*** Block opens ***
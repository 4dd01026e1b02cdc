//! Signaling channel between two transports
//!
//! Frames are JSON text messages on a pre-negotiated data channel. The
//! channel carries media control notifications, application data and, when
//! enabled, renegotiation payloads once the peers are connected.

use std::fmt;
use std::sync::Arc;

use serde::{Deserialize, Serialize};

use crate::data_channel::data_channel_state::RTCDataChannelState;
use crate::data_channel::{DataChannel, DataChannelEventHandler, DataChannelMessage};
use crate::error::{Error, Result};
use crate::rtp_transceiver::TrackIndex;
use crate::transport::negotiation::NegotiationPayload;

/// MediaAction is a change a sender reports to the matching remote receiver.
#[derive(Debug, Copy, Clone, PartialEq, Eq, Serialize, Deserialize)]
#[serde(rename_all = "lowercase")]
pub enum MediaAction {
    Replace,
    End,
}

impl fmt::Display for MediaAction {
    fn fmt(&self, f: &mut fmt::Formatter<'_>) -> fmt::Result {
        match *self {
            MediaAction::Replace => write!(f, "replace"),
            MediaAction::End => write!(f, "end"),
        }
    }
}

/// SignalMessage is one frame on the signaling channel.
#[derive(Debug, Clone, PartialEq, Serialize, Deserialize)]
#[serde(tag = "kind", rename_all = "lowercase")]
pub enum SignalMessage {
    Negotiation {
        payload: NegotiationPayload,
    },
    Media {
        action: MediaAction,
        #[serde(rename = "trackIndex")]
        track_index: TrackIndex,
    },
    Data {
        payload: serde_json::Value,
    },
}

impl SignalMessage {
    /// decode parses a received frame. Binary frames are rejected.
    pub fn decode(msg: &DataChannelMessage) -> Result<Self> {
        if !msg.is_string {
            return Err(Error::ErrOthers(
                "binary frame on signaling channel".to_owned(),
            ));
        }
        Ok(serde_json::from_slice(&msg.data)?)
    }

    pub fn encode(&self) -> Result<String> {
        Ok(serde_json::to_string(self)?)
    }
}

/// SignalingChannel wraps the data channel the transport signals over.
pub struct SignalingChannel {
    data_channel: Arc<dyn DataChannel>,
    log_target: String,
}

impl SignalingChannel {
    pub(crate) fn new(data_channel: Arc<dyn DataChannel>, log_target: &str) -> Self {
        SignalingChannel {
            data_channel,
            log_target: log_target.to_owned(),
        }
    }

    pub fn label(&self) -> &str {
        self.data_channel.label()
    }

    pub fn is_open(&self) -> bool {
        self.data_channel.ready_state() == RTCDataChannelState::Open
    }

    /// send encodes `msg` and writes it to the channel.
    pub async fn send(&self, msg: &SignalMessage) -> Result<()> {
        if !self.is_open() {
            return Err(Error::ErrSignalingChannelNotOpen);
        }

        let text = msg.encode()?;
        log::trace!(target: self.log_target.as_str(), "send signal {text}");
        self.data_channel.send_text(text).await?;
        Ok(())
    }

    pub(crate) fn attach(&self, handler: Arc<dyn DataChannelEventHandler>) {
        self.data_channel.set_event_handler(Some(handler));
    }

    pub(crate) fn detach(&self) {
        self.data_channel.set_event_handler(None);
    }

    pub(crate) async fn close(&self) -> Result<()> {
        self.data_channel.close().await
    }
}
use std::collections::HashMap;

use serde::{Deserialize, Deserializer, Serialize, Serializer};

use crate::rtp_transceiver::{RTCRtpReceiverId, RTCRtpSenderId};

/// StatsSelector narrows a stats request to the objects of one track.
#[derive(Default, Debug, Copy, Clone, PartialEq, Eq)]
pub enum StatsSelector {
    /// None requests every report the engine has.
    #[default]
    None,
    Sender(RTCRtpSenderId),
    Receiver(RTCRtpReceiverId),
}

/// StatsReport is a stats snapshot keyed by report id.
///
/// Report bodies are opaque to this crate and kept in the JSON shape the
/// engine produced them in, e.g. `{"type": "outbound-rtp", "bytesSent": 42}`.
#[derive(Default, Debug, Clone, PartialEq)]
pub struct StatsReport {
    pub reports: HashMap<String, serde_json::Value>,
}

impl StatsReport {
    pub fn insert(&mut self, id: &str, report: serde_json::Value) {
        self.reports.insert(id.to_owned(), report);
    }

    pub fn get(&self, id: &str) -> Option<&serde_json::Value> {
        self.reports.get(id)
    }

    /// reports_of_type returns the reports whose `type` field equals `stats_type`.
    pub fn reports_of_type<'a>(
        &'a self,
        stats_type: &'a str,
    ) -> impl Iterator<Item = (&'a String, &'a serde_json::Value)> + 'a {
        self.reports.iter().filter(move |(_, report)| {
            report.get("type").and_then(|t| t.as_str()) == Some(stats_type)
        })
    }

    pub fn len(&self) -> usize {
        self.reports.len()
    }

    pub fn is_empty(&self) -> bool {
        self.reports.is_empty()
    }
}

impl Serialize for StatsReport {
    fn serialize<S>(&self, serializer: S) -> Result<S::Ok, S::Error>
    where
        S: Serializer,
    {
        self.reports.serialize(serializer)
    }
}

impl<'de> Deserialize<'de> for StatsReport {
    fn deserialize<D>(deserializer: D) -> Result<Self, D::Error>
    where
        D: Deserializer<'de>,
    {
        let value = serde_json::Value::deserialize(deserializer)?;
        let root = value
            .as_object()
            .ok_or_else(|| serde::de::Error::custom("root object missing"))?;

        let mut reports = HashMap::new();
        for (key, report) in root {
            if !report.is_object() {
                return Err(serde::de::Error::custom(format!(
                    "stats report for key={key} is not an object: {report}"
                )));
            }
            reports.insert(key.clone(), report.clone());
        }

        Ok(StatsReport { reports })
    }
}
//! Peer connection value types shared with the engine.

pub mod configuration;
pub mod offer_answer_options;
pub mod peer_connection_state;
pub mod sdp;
*** Block closes ***
■ **TASK TO CARRY OUT**: Every line of the data above belongs in the answer, unchanged.

■ **THE ANSWER**:
repository 4dd01026e1b02cdc
//! Signaling channel between two transports
//!
//! Frames are JSON text messages on a pre-negotiated data channel. The
//! channel carries media control notifications, application data and, when
//! enabled, renegotiation payloads once the peers are connected.

use std::fmt;
use std::sync::Arc;

use serde::{Deserialize, Serialize};

use crate::data_channel::data_channel_state::RTCDataChannelState;
use crate::data_channel::{DataChannel, DataChannelEventHandler, DataChannelMessage};
use crate::error::{Error, Result};
use crate::rtp_transceiver::TrackIndex;
use crate::transport::negotiation::NegotiationPayload;

/// MediaAction is a change a sender reports to the matching remote receiver.
#[derive(Debug, Copy, Clone, PartialEq, Eq, Serialize, Deserialize)]
#[serde(rename_all = "lowercase")]
pub enum MediaAction {
    Replace,
    End,
}

impl fmt::Display for MediaAction {
    fn fmt(&self, f: &mut fmt::Formatter<'_>) -> fmt::Result {
        match *self {
            MediaAction::Replace => write!(f, "replace"),
            MediaAction::End => write!(f, "end"),
        }
    }
}

/// SignalMessage is one frame on the signaling channel.
#[derive(Debug, Clone, PartialEq, Serialize, Deserialize)]
#[serde(tag = "kind", rename_all = "lowercase")]
pub enum SignalMessage {
    Negotiation {
        payload: NegotiationPayload,
    },
    Media {
        action: MediaAction,
        #[serde(rename = "trackIndex")]
        track_index: TrackIndex,
    },
    Data {
        payload: serde_json::Value,
    },
}

impl SignalMessage {
    /// decode parses a received frame. Binary frames are rejected.
    pub fn decode(msg: &DataChannelMessage) -> Result<Self> {
        if !msg.is_string {
            return Err(Error::ErrOthers(
                "binary frame on signaling channel".to_owned(),
            ));
        }
        Ok(serde_json::from_slice(&msg.data)?)
    }

    pub fn encode(&self) -> Result<String> {
        Ok(serde_json::to_string(self)?)
    }
}

/// SignalingChannel wraps the data channel the transport signals over.
pub struct SignalingChannel {
    data_channel: Arc<dyn DataChannel>,
    log_target: String,
}

impl SignalingChannel {
    pub(crate) fn new(data_channel: Arc<dyn DataChannel>, log_target: &str) -> Self {
        SignalingChannel {
            data_channel,
            log_target: log_target.to_owned(),
        }
    }

    pub fn label(&self) -> &str {
        self.data_channel.label()
    }

    pub fn is_open(&self) -> bool {
        self.data_channel.ready_state() == RTCDataChannelState::Open
    }

    /// send encodes `msg` and writes it to the channel.
    pub async fn send(&self, msg: &SignalMessage) -> Result<()> {
        if !self.is_open() {
            return Err(Error::ErrSignalingChannelNotOpen);
        }

        let text = msg.encode()?;
        log::trace!(target: self.log_target.as_str(), "send signal {text}");
        self.data_channel.send_text(text).await?;
        Ok(())
    }

    pub(crate) fn attach(&self, handler: Arc<dyn DataChannelEventHandler>) {
        self.data_channel.set_event_handler(Some(handler));
    }

    pub(crate) fn detach(&self) {
        self.data_channel.set_event_handler(None);
    }

    pub(crate) async fn close(&self) -> Result<()> {
        self.data_channel.close().await
    }
}
use std::collections::HashMap;

use serde::{Deserialize, Deserializer, Serialize, Serializer};

use crate::rtp_transceiver::{RTCRtpReceiverId, RTCRtpSenderId};

/// StatsSelector narrows a stats request to the objects of one track.
#[derive(Default, Debug, Copy, Clone, PartialEq, Eq)]
pub enum StatsSelector {
    /// None requests every report the engine has.
    #[default]
    None,
    Sender(RTCRtpSenderId),
    Receiver(RTCRtpReceiverId),
}

/// StatsReport is a stats snapshot keyed by report id.
///
/// Report bodies are opaque to this crate and kept in the JSON shape the
/// engine produced them in, e.g. `{"type": "outbound-rtp", "bytesSent": 42}`.
#[derive(Default, Debug, Clone, PartialEq)]
pub struct StatsReport {
    pub reports: HashMap<String, serde_json::Value>,
}

impl StatsReport {
    pub fn insert(&mut self, id: &str, report: serde_json::Value) {
        self.reports.insert(id.to_owned(), report);
    }

    pub fn get(&self, id: &str) -> Option<&serde_json::Value> {
        self.reports.get(id)
    }

    /// reports_of_type returns the reports whose `type` field equals `stats_type`.
    pub fn reports_of_type<'a>(
        &'a self,
        stats_type: &'a str,
    ) -> impl Iterator<Item = (&'a String, &'a serde_json::Value)> + 'a {
        self.reports.iter().filter(move |(_, report)| {
            report.get("type").and_then(|t| t.as_str()) == Some(stats_type)
        })
    }

    pub fn len(&self) -> usize {
        self.reports.len()
    }

    pub fn is_empty(&self) -> bool {
        self.reports.is_empty()
    }
}

impl Serialize for StatsReport {
    fn serialize<S>(&self, serializer: S) -> Result<S::Ok, S::Error>
    where
        S: Serializer,
    {
        self.reports.serialize(serializer)
    }
}

impl<'de> Deserialize<'de> for StatsReport {
    fn deserialize<D>(deserializer: D) -> Result<Self, D::Error>
    where
        D: Deserializer<'de>,
    {
        let value = serde_json::Value::deserialize(deserializer)?;
        let root = value
            .as_object()
            .ok_or_else(|| serde::de::Error::custom("root object missing"))?;

        let mut reports = HashMap::new();
        for (key, report) in root {
            if !report.is_object() {
                return Err(serde::de::Error::custom(format!(
                    "stats report for key={key} is not an object: {report}"
                )));
            }
            reports.insert(key.clone(), report.clone());
        }

        Ok(StatsReport { reports })
    }
}
//! Peer connection value types shared with the engine.

pub mod configuration;
pub mod offer_answer_options;
pub mod peer_connection_state;
pub mod sdp;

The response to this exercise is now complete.